Comparative DNA sequence data are needed from large genomes to better understand structural and functional features that influence genome size evolution. This study demonstrates that DNA sequence data can be sampled efficiently from the large genome of the Mexican axolotl using 454 DNA sequencing. It was possible to assemble
de novo short-DNA sequence reads (50–300 bp) from shot gun sequenced BACs into complete contigs, and then use this information to reveal the structure of genic regions of the genome. The results show that axolotl genic regions encode novel genes and make a significant contribution to genome size. In particular, axolotl introns are 5–10× longer than introns in other vertebrates and this maybe typical of salamander genomes [
28].
Many different ideas have been proposed to explain genome size variation among organisms. The simplest explanation is a change in the ratio of DNA that codes for proteins versus non-protein coding DNA [
29]. Although variation in gene number maybe important, this distinction is too simple because non-protein coding DNA has been shown in recent years to encode a diversity of functional elements. For example, protein-coding sequences (exons) are associated with introns that encode a diversity of regulatory elements and non-coding RNAs that affect transcription, translation, and chromatin structure [
30-
32]. In order to understand the relationship between genome size and regulatory complexity, it is therefore critical to consider the proportion of DNA that resides in transcribed (genic) versus non-transcribed (i.e. intergenic) DNA. Changes in genome size that occur over relatively short evolutionary timeframes may not result in a correlated expansion of genic regions (i.e. introns), presumably due to greater evolutionary consrtaint [
33,
34]. However, positive correlations are observed between genome size and the number and length of introns at a broader evolutionary scale [
35-
37]. Correlations observed at this broader scale are presumably the outcome of drift and selection as population sizes and functional constraints fluctuate over millions of generations [
37]. Salamanders are particularly interesting in this regard because they present a situation wherein large genomes are the rule rather than the exception. Very large genomes have likely been maintained within this group at least since the divergence of the ancestral salamander lineage >160 million years ago [
38,
39]. Thus, salamanders can provide novel insight into the evolutionary potential of vertebrate genomes over deep, evolutionary time.
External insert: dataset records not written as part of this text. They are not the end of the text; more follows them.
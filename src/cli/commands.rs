use std::path::PathBuf;

use clap::{Parser, Subcommand};

/// `SkillPort` — secure distribution pipeline for agent skills.
#[derive(Parser, Debug)]
#[command(name = "skillport")]
#[command(version)]
#[command(about = "Package, scan, verify and install signed agent skills", long_about = None)]
pub struct Cli {
    /// Emit a single machine-readable JSON envelope on stdout
    #[arg(long, global = true)]
    pub json: bool,

    #[command(subcommand)]
    pub command: Commands,
}

#[derive(Subcommand, Debug)]
pub enum Commands {
    /// Scaffold a new skill directory (SKILL.md + skillport.json)
    Init {
        /// Target directory
        #[arg(default_value = ".")]
        dir: PathBuf,
    },

    /// Scan a skill directory or .ssp archive for security issues
    Scan {
        /// Directory or archive to scan
        path: PathBuf,
    },

    /// Build and sign a .ssp archive from a skill directory
    Export {
        /// Skill directory containing skillport.json
        dir: PathBuf,

        /// Output archive path (defaults to <skill>-<version>.ssp)
        #[arg(short, long)]
        output: Option<PathBuf>,
    },

    /// Re-sign an existing archive with the local default key
    Sign {
        /// Archive to sign
        archive: PathBuf,
    },

    /// Verify an archive's checksums and author signature
    Verify {
        /// Archive to verify
        archive: PathBuf,
    },

    /// Install a skill from a local archive or the marketplace
    Install {
        /// Archive path or marketplace SSP id (author/skill)
        source: String,

        /// Reinstall even when the same id and version is present
        #[arg(long)]
        force: bool,

        /// Accept elevated risk (shell exec, critical danger flags)
        #[arg(long)]
        accept_risk: bool,

        /// Run non-interactively, never prompting
        #[arg(short = 'y', long)]
        yes: bool,
    },

    /// Run the install pipeline without writing anything
    DryRun {
        /// Archive path or marketplace SSP id
        source: String,
    },

    /// Remove an installed skill
    Uninstall {
        /// Skill id (author/skill)
        id: String,
    },

    /// Scan, verify and upload an archive to the marketplace
    Publish {
        /// Archive to publish
        archive: PathBuf,
    },

    /// Report what installing a skill would do (scan, permissions, environment)
    Plan {
        /// Archive path or marketplace SSP id
        source: String,
    },

    /// Show an archive's manifest and contents
    Inspect {
        /// Archive to inspect
        archive: PathBuf,
    },

    /// Manage signing keys
    Keys {
        #[command(subcommand)]
        command: KeyCommands,
    },

    /// Generate a skillport.json for a plain SKILL.md directory
    Convert {
        /// Directory containing SKILL.md
        dir: PathBuf,
    },
}

#[derive(Subcommand, Debug)]
pub enum KeyCommands {
    /// Generate a new default Ed25519 keypair
    Generate {
        /// Overwrite an existing keypair
        #[arg(long)]
        force: bool,
    },

    /// Register the default public key with the marketplace
    Register {
        /// Human label for the key
        #[arg(long, default_value = "default")]
        label: String,
    },
}

#[cfg(test)]
mod tests {
    use clap::CommandFactory;

    use super::*;

    #[test]
    fn cli_definition_is_consistent() {
        Cli::command().debug_assert();
    }

    #[test]
    fn dry_run_uses_kebab_case() {
        let cli = Cli::try_parse_from(["skillport", "dry-run", "alice/demo"]).unwrap();
        assert!(matches!(cli.command, Commands::DryRun { .. }));
    }

    #[test]
    fn json_flag_is_global() {
        let cli = Cli::try_parse_from(["skillport", "scan", "dir", "--json"]).unwrap();
        assert!(cli.json);
    }

    #[test]
    fn keys_generate_parses() {
        let cli = Cli::try_parse_from(["skillport", "keys", "generate"]).unwrap();
        match cli.command {
            Commands::Keys {
                command: KeyCommands::Generate { force },
            } => assert!(!force),
            other => panic!("unexpected {other:?}"),
        }
    }
}
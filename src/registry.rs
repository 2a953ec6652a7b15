//! Installed-skills registry: a single JSON document rewritten atomically.

use std::path::{Path, PathBuf};

use chrono::{DateTime, Utc};
use serde::{Deserialize, Serialize};

use crate::error::Result;

#[derive(Debug, Clone, PartialEq, Serialize, Deserialize)]
pub struct InstalledSkill {
    pub id: String,
    pub version: String,
    pub installed_at: DateTime<Utc>,
    pub install_path: PathBuf,
    pub author_key_id: String,
}

#[derive(Debug, Clone, Default, Serialize, Deserialize)]
pub struct Registry {
    pub skills: Vec<InstalledSkill>,
}

impl Registry {
    /// Load the registry; a missing file is an empty registry.
    pub fn load(path: &Path) -> Result<Self> {
        if !path.exists() {
            return Ok(Self::default());
        }
        let raw = std::fs::read_to_string(path)?;
        match serde_json::from_str(&raw) {
            Ok(registry) => Ok(registry),
            Err(err) => {
                tracing::warn!(path = %path.display(), %err, "unreadable registry, starting empty");
                Ok(Self::default())
            }
        }
    }

    /// Rewrite the whole document under a temporary name, then rename over
    /// the target so concurrent readers never observe a partial write.
    pub fn save(&self, path: &Path) -> Result<()> {
        if let Some(parent) = path.parent() {
            std::fs::create_dir_all(parent)?;
        }
        let tmp = path.with_extension("json.tmp");
        let body = serde_json::to_vec_pretty(self).expect("registry serialization cannot fail");
        std::fs::write(&tmp, body)?;
        std::fs::rename(&tmp, path)?;
        Ok(())
    }

    pub fn find(&self, id: &str) -> Option<&InstalledSkill> {
        self.skills.iter().find(|s| s.id == id)
    }

    /// Upsert: drop any prior record sharing the id, then append the new
    /// record. At most one record per id can ever exist.
    pub fn upsert(&mut self, record: InstalledSkill) {
        self.skills.retain(|s| s.id != record.id);
        self.skills.push(record);
    }

    /// Remove by id, returning the removed record if present.
    pub fn remove(&mut self, id: &str) -> Option<InstalledSkill> {
        let idx = self.skills.iter().position(|s| s.id == id)?;
        Some(self.skills.remove(idx))
    }
}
At this point we can only speculate about the reasons why large introns evolved in
A. mexicanum. In general, introns tend to be longer in genes that have tissue specific or developmentally relevant functions, than introns in house keeping or widely expressed genes [
40-
42]. This pattern may reflect evolution of complex transcriptional regulatory mechanisms [
43-
46]. It is possible that salamanders maintain large introns in-part because they encode information necessary to accomplish unique developmental processes. In particular, salamanders are capable of complex tissue regeneration, and a single genome can express both a metamorphic and paedomorphic outcome [
47,
48]. These processes involve transcriptional activation and silencing of thousands of genes that may depend upon transcriptional binding sites and ncRNAs within introns. That large salamander introns might have a functional role is supported by the absence of shared repetitive sequences among introns and the prediction of numerous miRNA and snoRNA genes in axolotl introns. It is also possible that long introns indirectly moderate cellular and developmental processes by influencing transcription and mitotic rates [
49,
50]. We note that the predicted repetitive DNAs and ncRNAs only account for a small proportion of total intron size. Characterization of additional axolotl genes, and in particular genes that function in regeneration and metamorphosis, will help optimize searches for other functional and structural elements (e.g. matrix attachment sites or unknown functional classes) that are associated with large intron size, including "junk" DNA.